• _Input for this task_
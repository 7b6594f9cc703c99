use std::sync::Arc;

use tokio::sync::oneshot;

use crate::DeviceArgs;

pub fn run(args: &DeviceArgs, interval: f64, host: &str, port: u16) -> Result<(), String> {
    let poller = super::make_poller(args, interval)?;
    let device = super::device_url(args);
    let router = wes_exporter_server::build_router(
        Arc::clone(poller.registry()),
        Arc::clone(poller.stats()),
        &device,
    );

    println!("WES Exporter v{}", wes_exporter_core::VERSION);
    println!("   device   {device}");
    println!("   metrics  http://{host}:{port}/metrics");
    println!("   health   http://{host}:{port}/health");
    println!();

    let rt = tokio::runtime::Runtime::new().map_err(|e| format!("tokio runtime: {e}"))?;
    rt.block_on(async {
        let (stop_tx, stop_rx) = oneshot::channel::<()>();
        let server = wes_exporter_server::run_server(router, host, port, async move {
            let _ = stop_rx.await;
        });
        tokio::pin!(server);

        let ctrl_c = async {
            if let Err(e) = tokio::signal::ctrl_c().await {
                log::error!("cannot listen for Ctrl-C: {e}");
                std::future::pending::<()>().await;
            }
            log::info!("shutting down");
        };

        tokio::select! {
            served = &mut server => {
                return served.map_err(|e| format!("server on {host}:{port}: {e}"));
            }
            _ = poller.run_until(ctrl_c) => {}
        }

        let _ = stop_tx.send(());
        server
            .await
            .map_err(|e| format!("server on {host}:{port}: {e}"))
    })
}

• _Problem description_
An exact copy of the entries from the line containing "served = &mut" through the last line is the expected answer.

• _Problem solution_
            served = &mut server => {
                return served.map_err(|e| format!("server on {host}:{port}: {e}"));
            }
            _ = poller.run_until(ctrl_c) => {}
        }

        let _ = stop_tx.send(());
        server
            .await
            .map_err(|e| format!("server on {host}:{port}: {e}"))
    })
}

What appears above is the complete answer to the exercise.